Pas juste les petites filles. Les plus vieilles aussi.
Oui! Les nostalgiques. Et les mamans! Et les papas! Il y en a même qui m’ont écrit: «Quand j’ai lu Cœur de slush, j’ai été capable de parler d’intimité avec mon ado plus aisément.»
Billie change un peu dans ce deuxième tome. Alors qu’elle faisait plein de voeux dans le premier (en «croisant les doigts et les orteils» et en suppliant fort «madame la Vie» d’exaucer ses souhaits), ici, ça prend une centaine de pages pour qu’elle en fasse un, «comme avant». Et quand elle le fait, c’est pour demander à «la Vie» de prendre soin de sa mère. C’était important qu’elle se détourne d’elle-même pour se concentrer sur les autres?
C’était vraiment important! Je ne voulais pas qu’elle concentre toutes ses énergies sur avoir un chum, sur tomber en amour. C’est encore présent, parce que c’est inévitable, mais j’avais vraiment le goût que, parfois, elle se mette de côté pour prendre soin de sa mère, de sa sœur, de son père.
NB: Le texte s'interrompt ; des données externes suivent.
//! Randomized tests against a brute-force oracle.
//!
//! Instances are small enough to enumerate every subset of columns, and every instance
//! comes from a seeded generator so failures are reproducible.

use mincov_rs::cost::{Cost, Cost1, Cost2};
use mincov_rs::matrix::Matrix;
use mincov_rs::solver::{Solver, SolverConfig};
use rand::prelude::*;
use rand_chacha::ChaCha8Rng;

struct Instance {
    rows: usize,
    /// Rows covered by each column.
    cols: Vec<Vec<usize>>,
    /// Integer-valued costs, so that sums are exact in any order.
    costs: Vec<f64>,
}

impl Instance {
    fn random(rng: &mut impl Rng, rows: usize, cols: usize, density: f64) -> Self {
        let mut cover = vec![Vec::new(); cols];
        for i in 0..rows {
            let mut hit = false;
            for col in cover.iter_mut() {
                if rng.random_bool(density) {
                    col.push(i);
                    hit = true;
                }
            }
            if !hit {
                cover[rng.random_range(0..cols)].push(i);
            }
        }
        let costs = (0..cols).map(|_| rng.random_range(1..=5) as f64).collect();
        Self {
            rows,
            cols: cover,
            costs,
        }
    }

    fn matrix(&self) -> Matrix<Cost1> {
        let mut m = Matrix::new(self.rows, self.cols.len(), 1);
        for (j, rows) in self.cols.iter().enumerate() {
            for &i in rows {
                m.insert_elem(i, j);
            }
            m.set_col_cost(j, 0, self.costs[j]);
        }
        m
    }

    fn covers(&self, columns: &[usize]) -> bool {
        let mut covered = vec![false; self.rows];
        for &j in columns {
            for &i in &self.cols[j] {
                covered[i] = true;
            }
        }
        covered.into_iter().all(|c| c)
    }

    fn cost_of(&self, columns: &[usize]) -> f64 {
        columns.iter().map(|&j| self.costs[j]).sum()
    }

    /// Cost of the cheapest cover, by enumerating all column subsets.
    fn brute_force(&self) -> f64 {
        let n = self.cols.len();
        let mut best = f64::INFINITY;
        for mask in 0u32..(1 << n) {
            let columns: Vec<usize> = (0..n).filter(|&j| mask & (1 << j) != 0).collect();
            if self.covers(&columns) {
                best = best.min(self.cost_of(&columns));
            }
        }
        best
    }
}

fn instances(seed: u64, count: usize) -> Vec<Instance> {
    let mut rng = ChaCha8Rng::seed_from_u64(seed);
    (0..count)
        .map(|_| {
            let rows = rng.random_range(1..=9);
            let cols = rng.random_range(1..=10);
            let density = rng.random_range(0.15..0.6);
            Instance::random(&mut rng, rows, cols, density)
        })
        .collect()
}

// ─── Optimality ────────────────────────────────────────────────────────────────

#[test]
fn matches_brute_force() {
    for (k, inst) in instances(42, 200).iter().enumerate() {
        let m = inst.matrix();
        let mut solver = Solver::new();
        let solution = solver.solve(&m).unwrap();

        assert!(inst.covers(&solution.columns), "instance {}: not a cover", k);
        let expected = inst.brute_force();
        assert_eq!(solution.cost.value(), expected, "instance {}: not optimal", k);
        assert_eq!(inst.cost_of(&solution.columns), expected, "instance {}: wrong cost", k);

        let mut distinct = solution.columns.clone();
        distinct.sort();
        distinct.dedup();
        assert_eq!(distinct.len(), solution.columns.len(), "instance {}: repeated column", k);
    }
}

#[test]
fn every_config_is_optimal() {
    for inst in instances(7, 25) {
        let m = inst.matrix();
        let expected = inst.brute_force();
        for bits in 0..16u32 {
            let config = SolverConfig {
                row_dominance: bits & 1 != 0,
                col_dominance: bits & 2 != 0,
                essential_col: bits & 4 != 0,
                lower_bound: bits & 8 != 0,
            };
            let solution = Solver::with_config(config.clone()).solve(&m).unwrap();
            assert!(inst.covers(&solution.columns), "{:?}: not a cover", config);
            assert_eq!(solution.cost.value(), expected, "{:?}: not optimal", config);
        }
    }
}

#[test]
fn solve_is_deterministic() {
    for inst in instances(3, 30) {
        let m = inst.matrix();
        let a = Solver::new().solve(&m).unwrap();
        let b = Solver::new().solve(&m).unwrap();
        assert_eq!(a, b);
    }
}

#[test]
fn lexicographic_cost() {
    // Same instances, secondary component breaks ties in the primary one.
    for inst in instances(11, 40) {
        let mut m = Matrix::<Cost2>::new(inst.rows, inst.cols.len(), 2);
        for (j, rows) in inst.cols.iter().enumerate() {
            for &i in rows {
                m.insert_elem(i, j);
            }
            m.set_col_cost(j, 1, inst.costs[j]);
        }
        let solution = Solver::new().solve(&m).unwrap();
        assert!(inst.covers(&solution.columns));

        // Oracle: fewest columns first, then cheapest.
        let n = inst.cols.len();
        let mut best = (usize::MAX, f64::INFINITY);
        for mask in 0u32..(1 << n) {
            let columns: Vec<usize> = (0..n).filter(|&j| mask & (1 << j) != 0).collect();
            if inst.covers(&columns) {
                let key = (columns.len(), inst.cost_of(&columns));
                if key.0 < best.0 || (key.0 == best.0 && key.1 < best.1) {
                    best = key;
                }
            }
        }
        assert_eq!(solution.cost, Cost2::new(best.0 as f64, best.1));
    }
}

// ─── Lower bound ───────────────────────────────────────────────────────────────

#[test]
fn lower_bound_is_sound() {
    for inst in instances(5, 150) {
        let m = inst.matrix();
        let bound = Solver::new().lower_bound(&m);
        assert!(bound.component(0) <= inst.brute_force());
    }
}

/// Cost of the cheapest cover of the active rows by the active columns.
fn sub_optimum(m: &Matrix<Cost1>) -> f64 {
    let rows: Vec<usize> = m.rows().collect();
    let cols: Vec<usize> = m.cols().collect();
    let mut best = f64::INFINITY;
    for mask in 0u32..(1 << cols.len()) {
        let chosen: Vec<usize> = (0..cols.len()).filter(|&k| mask & (1 << k) != 0).map(|k| cols[k]).collect();
        let covered = rows.iter().all(|&r| chosen.iter().any(|&c| m.col_rows(c).any(|x| x == r)));
        if covered {
            best = best.min(chosen.iter().map(|&c| m.col_cost(c).value()).sum());
        }
    }
    best
}

fn assert_bound_sound(solver: &Solver, m: &Matrix<Cost1>) {
    let bound = solver.lower_bound(m).value();
    let optimum = sub_optimum(m);
    assert!(bound <= optimum, "bound {} exceeds optimum {}\n{}", bound, optimum, m);
}

#[test]
fn lower_bound_is_sound_on_sub_problems() {
    let mut rng = ChaCha8Rng::seed_from_u64(99);
    for inst in instances(21, 120) {
        let mut m = inst.matrix();
        let mut solver = Solver::new();
        assert_bound_sound(&solver, &m);

        {
            let mut reduced = m.checkpoint();
            let mut selected = Vec::new();
            solver.reduce(&mut *reduced, &mut selected);
            assert_bound_sound(&solver, &reduced);

            let cols: Vec<usize> = reduced.cols().collect();
            if let Some(&col) = cols.choose(&mut rng) {
                let mut branch = reduced.checkpoint();
                if rng.random_bool(0.5) {
                    branch.select_col(col);
                } else {
                    branch.delete_col(col);
                }
                assert_bound_sound(&solver, &branch);

                let mut inner = branch.checkpoint();
                solver.reduce(&mut *inner, &mut selected);
                assert_bound_sound(&solver, &inner);
            }
        }

        assert_eq!(m.history_depth(), 0);
        assert_eq!(m.snapshot(), inst.matrix().snapshot());
    }
}

// ─── Reversibility ─────────────────────────────────────────────────────────────

#[test]
fn restore_undoes_random_deletions() {
    let mut rng = ChaCha8Rng::seed_from_u64(2024);
    for inst in instances(13, 60) {
        let mut m = inst.matrix();
        let mut saved = Vec::new();

        for _ in 0..6 {
            if !saved.is_empty() && rng.random_bool(0.3) {
                m.restore();
                let snapshot = saved.pop().unwrap();
                assert_eq!(m.snapshot(), snapshot);
                continue;
            }

            saved.push(m.snapshot());
            m.backup();
            for _ in 0..rng.random_range(1..=3) {
                let rows: Vec<usize> = m.rows().collect();
                let cols: Vec<usize> = m.cols().collect();
                match rng.random_range(0..3) {
                    0 if !rows.is_empty() => m.delete_row(*rows.choose(&mut rng).unwrap()),
                    1 if !cols.is_empty() => m.delete_col(*cols.choose(&mut rng).unwrap()),
                    2 if !cols.is_empty() => m.select_col(*cols.choose(&mut rng).unwrap()),
                    _ => {}
                }
                assert_eq!(m.check_consistency(), Ok(()));
            }
        }

        while let Some(snapshot) = saved.pop() {
            m.restore();
            assert_eq!(m.snapshot(), snapshot);
        }
        assert_eq!(m.history_depth(), 0);
        assert_eq!(m.snapshot(), inst.matrix().snapshot());
    }
}

#[test]
fn reductions_preserve_optimum() {
    for inst in instances(17, 80) {
        let mut m = inst.matrix();
        let mut solver = Solver::new();
        let mut selected = Vec::new();
        solver.reduce(&mut m, &mut selected);
        assert_eq!(m.check_consistency(), Ok(()));

        // Whatever is left, solved exactly, plus the forced columns, is optimal.
        let rest = Solver::new().solve(&m).unwrap();
        let mut columns = selected.clone();
        columns.extend(&rest.columns);
        assert!(inst.covers(&columns));
        assert_eq!(inst.cost_of(&columns), inst.brute_force());
    }
}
Ce père lui rappelle d’ailleurs qu’elle est «une enfant gâtée, mais avec un cœur grand comme ça, alors ça s’annule». Il lui dit aussi, quand elle a de la peine: «On est du monde trop chanceux pour gâcher ça en étant triste.» Avez-vous senti la nécessité de souligner qu’elle a de la chance?
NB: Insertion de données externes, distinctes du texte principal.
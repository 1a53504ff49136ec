//! Covering solver benchmarks.
//!
//! Run with:
//! ```bash
//! cargo bench --bench mincov
//! ```

use std::hint::black_box;

use criterion::{criterion_group, criterion_main, BenchmarkId, Criterion, Throughput};
use mincov_rs::cost::Cost1;
use mincov_rs::matrix::Matrix;
use mincov_rs::solver::{Solver, SolverConfig};
use rand::prelude::*;
use rand_chacha::ChaCha8Rng;

// ============================================================================
// Helpers
// ============================================================================

/// Random instance where every row has at least one cell.
fn random_matrix(seed: u64, rows: usize, cols: usize, density: f64) -> Matrix<Cost1> {
    let mut rng = ChaCha8Rng::seed_from_u64(seed);
    let mut m = Matrix::new(rows, cols, 1);
    for i in 0..rows {
        let mut hit = false;
        for j in 0..cols {
            if rng.random_bool(density) {
                m.insert_elem(i, j);
                hit = true;
            }
        }
        if !hit {
            m.insert_elem(i, rng.random_range(0..cols));
        }
    }
    for j in 0..cols {
        m.set_col_cost(j, 0, rng.random_range(1..=4) as f64);
    }
    m
}

/// Queen domination on an `n x n` board.
fn queens_matrix(n: usize) -> Matrix<Cost1> {
    let mut m = Matrix::new(n * n, n * n, 1);
    for qi in 0..n {
        for qj in 0..n {
            for si in 0..n {
                for sj in 0..n {
                    if qi == si || qj == sj || qi.abs_diff(si) == qj.abs_diff(sj) {
                        m.insert_elem(si * n + sj, qi * n + qj);
                    }
                }
            }
        }
    }
    m
}

// ============================================================================
// Benchmark: Matrix select/restore cycle
// ============================================================================

fn bench_select_restore(c: &mut Criterion) {
    let mut group = c.benchmark_group("matrix/select_restore");

    for size in [20, 50, 100] {
        let mut m = random_matrix(42, size, size, 0.1);
        group.throughput(Throughput::Elements(size as u64));
        group.bench_with_input(BenchmarkId::new("random", size), &size, |b, &size| {
            b.iter(|| {
                for col in 0..size {
                    if m.is_col_active(col) {
                        let mut sub = m.checkpoint();
                        sub.select_col(col);
                        black_box(sub.active_row_count());
                    }
                }
            });
        });
    }

    group.finish();
}

// ============================================================================
// Benchmark: Solver on random instances
// ============================================================================

fn bench_solve_random(c: &mut Criterion) {
    let mut group = c.benchmark_group("solver/random");
    group.sample_size(10);

    for (rows, cols) in [(20, 15), (30, 25), (40, 30)] {
        let m = random_matrix(7, rows, cols, 0.15);
        group.bench_with_input(BenchmarkId::new("default", format!("{}x{}", rows, cols)), &m, |b, m| {
            b.iter(|| Solver::new().solve(m));
        });
    }

    group.finish();
}

// ============================================================================
// Benchmark: Contribution of the individual rules
// ============================================================================

fn bench_ablation(c: &mut Criterion) {
    let mut group = c.benchmark_group("solver/ablation");
    group.sample_size(10);

    let m = random_matrix(11, 20, 16, 0.2);
    let configs = [
        ("all", SolverConfig::default()),
        (
            "no_bound",
            SolverConfig {
                lower_bound: false,
                ..SolverConfig::default()
            },
        ),
        (
            "no_dominance",
            SolverConfig {
                row_dominance: false,
                col_dominance: false,
                ..SolverConfig::default()
            },
        ),
        ("exhaustive", SolverConfig::exhaustive()),
    ];

    for (name, config) in configs {
        group.bench_with_input(BenchmarkId::new("20x16", name), &config, |b, config| {
            b.iter(|| Solver::with_config(config.clone()).solve(&m));
        });
    }

    group.finish();
}

// ============================================================================
// Benchmark: Queen domination (structured instances)
// ============================================================================

fn bench_queens(c: &mut Criterion) {
    let mut group = c.benchmark_group("solver/queens");
    group.sample_size(10);

    for n in [4, 5, 6] {
        let m = queens_matrix(n);
        group.bench_with_input(BenchmarkId::new("queens", n), &m, |b, m| {
            b.iter(|| Solver::new().solve(m));
        });
    }

    group.finish();
}

criterion_group!(benches, bench_select_restore, bench_solve_random, bench_ablation, bench_queens);

criterion_main!(benches);
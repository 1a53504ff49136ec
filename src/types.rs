//! Matrix line identifiers.
//!
//! Rows (elements to cover) and columns (candidate sets) are plain 0-based `usize`
//! indices in the public API. Where both kinds travel through the same channel, as in
//! the delete history of a [`Matrix`][crate::matrix::Matrix], they are wrapped into a
//! [`Line`] so that a row index can never be mistaken for a column index.

/// One line of the covering matrix: either a row or a column.
#[derive(Debug, Copy, Clone, Eq, PartialEq, Ord, PartialOrd, Hash)]
pub enum Line {
    /// A row, i.e. an element that has to be covered.
    Row(usize),
    /// A column, i.e. a candidate set that may be selected.
    Col(usize),
}
use crate::catalog::Catalog;
use crate::id::FoodId;
use serde::{Deserialize, Serialize};

/// What currently sits in a slot: an optional food, a plate, and the
/// toppings of a pizza.
///
/// "No item" is modelled by the owning slot as `Option<KitchenItem>::None`.
/// A `KitchenItem` with no food and no plate is a distinct, valid state.
#[derive(Debug, Clone, Default, PartialEq, Eq, Serialize, Deserialize)]
pub struct KitchenItem {
    pub food: Option<FoodId>,
    pub plate: bool,
    /// Only meaningful while `food` is a pizza.
    pub toppings: Vec<FoodId>,
}

impl KitchenItem {
    pub fn empty() -> Self {
        Self::default()
    }

    pub fn food(food: FoodId) -> Self {
        Self {
            food: Some(food),
            ..Self::default()
        }
    }

    pub fn plate() -> Self {
        Self {
            plate: true,
            ..Self::default()
        }
    }

    pub fn plated(food: FoodId) -> Self {
        Self {
            food: Some(food),
            plate: true,
            toppings: Vec::new(),
        }
    }

    pub fn with_toppings(mut self, toppings: impl IntoIterator<Item = FoodId>) -> Self {
        for t in toppings {
            self.add_topping(t);
        }
        self
    }

    pub fn has_food(&self) -> bool {
        self.food.is_some()
    }

    /// A plate carrying nothing.
    pub fn is_empty_plate(&self) -> bool {
        self.plate && self.food.is_none()
    }

    /// Food without a plate underneath.
    pub fn is_unplated_food(&self) -> bool {
        self.food.is_some() && !self.plate
    }

    /// Replace the food identity and set the plate flag. Toppings carry over
    /// only when both the previous and the new food are pizzas.
    pub fn init(&mut self, catalog: &Catalog, food: Option<FoodId>, plate: bool) {
        let keep_toppings = match (self.food, food) {
            (Some(old), Some(new)) => catalog.is_pizza(old) && catalog.is_pizza(new),
            _ => false,
        };
        if !keep_toppings {
            self.toppings.clear();
        }
        self.food = food;
        self.plate = plate;
    }

    /// Add a topping. Returns `false` if it was already present.
    pub fn add_topping(&mut self, topping: FoodId) -> bool {
        if self.toppings.contains(&topping) {
            return false;
        }
        self.toppings.push(topping);
        true
    }

    pub fn clear_toppings(&mut self) {
        self.toppings.clear();
    }

    /// Toppings as a sorted, deduplicated set for order matching.
    pub fn topping_set(&self) -> Vec<FoodId> {
        topping_set(&self.toppings)
    }
}

pub(crate) fn topping_set(toppings: &[FoodId]) -> Vec<FoodId> {
    let mut set = toppings.to_vec();
    set.sort_unstable();
    set.dedup();
    set
}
Oui, oui! Je ne voulais pas écrire une histoire moralisatrice sur une fille qui a plein de problèmes. Je voulais montrer qu’être ado, en soi, c’est un peu «drama»! Il n’y a pas de tragédie. Billie vit dans un milieu aisé, ses parents sont présents, elle est bien entourée… Je voulais montrer qu’elle est consciente d’être chanceuse… mais qu’elle a le droit d’avoir des minimalheurs! C’était important pour moi que les petites filles ne se disent pas: «Ouain, elle a tout, pis elle s’en fout!»
La magie teinte vos écrits. Et ceux de Billie aussi. «J’écris encore dans mon journal intime, je raconte ma rencontre avec Erik. Ça me sera utile plus tard quand je serai en manque de magie dans ma vie.» Écrire, c’est un processus magique?
Oui, vraiment-vraiment-vraiment! On dirait que, lorsque j’écris, je beurre épais, j’en rajoute, j’embellis, pis ça me permet de voir ma vie sous un autre angle (parce qu’on s’entend que je parle toujours de ma vie!) Quand ça ne va pas bien, j’écris dans mon journal et je réalise que, OK, ce n’est pas si pire! Ça m’aide à dédramatiser. Je voulais que pour Billie aussi ce soit comme ça. Que ce soit magique pour elle (comme pour moi) de se confier, de s’analyser, d’écrire et de dessiner (pas bien!).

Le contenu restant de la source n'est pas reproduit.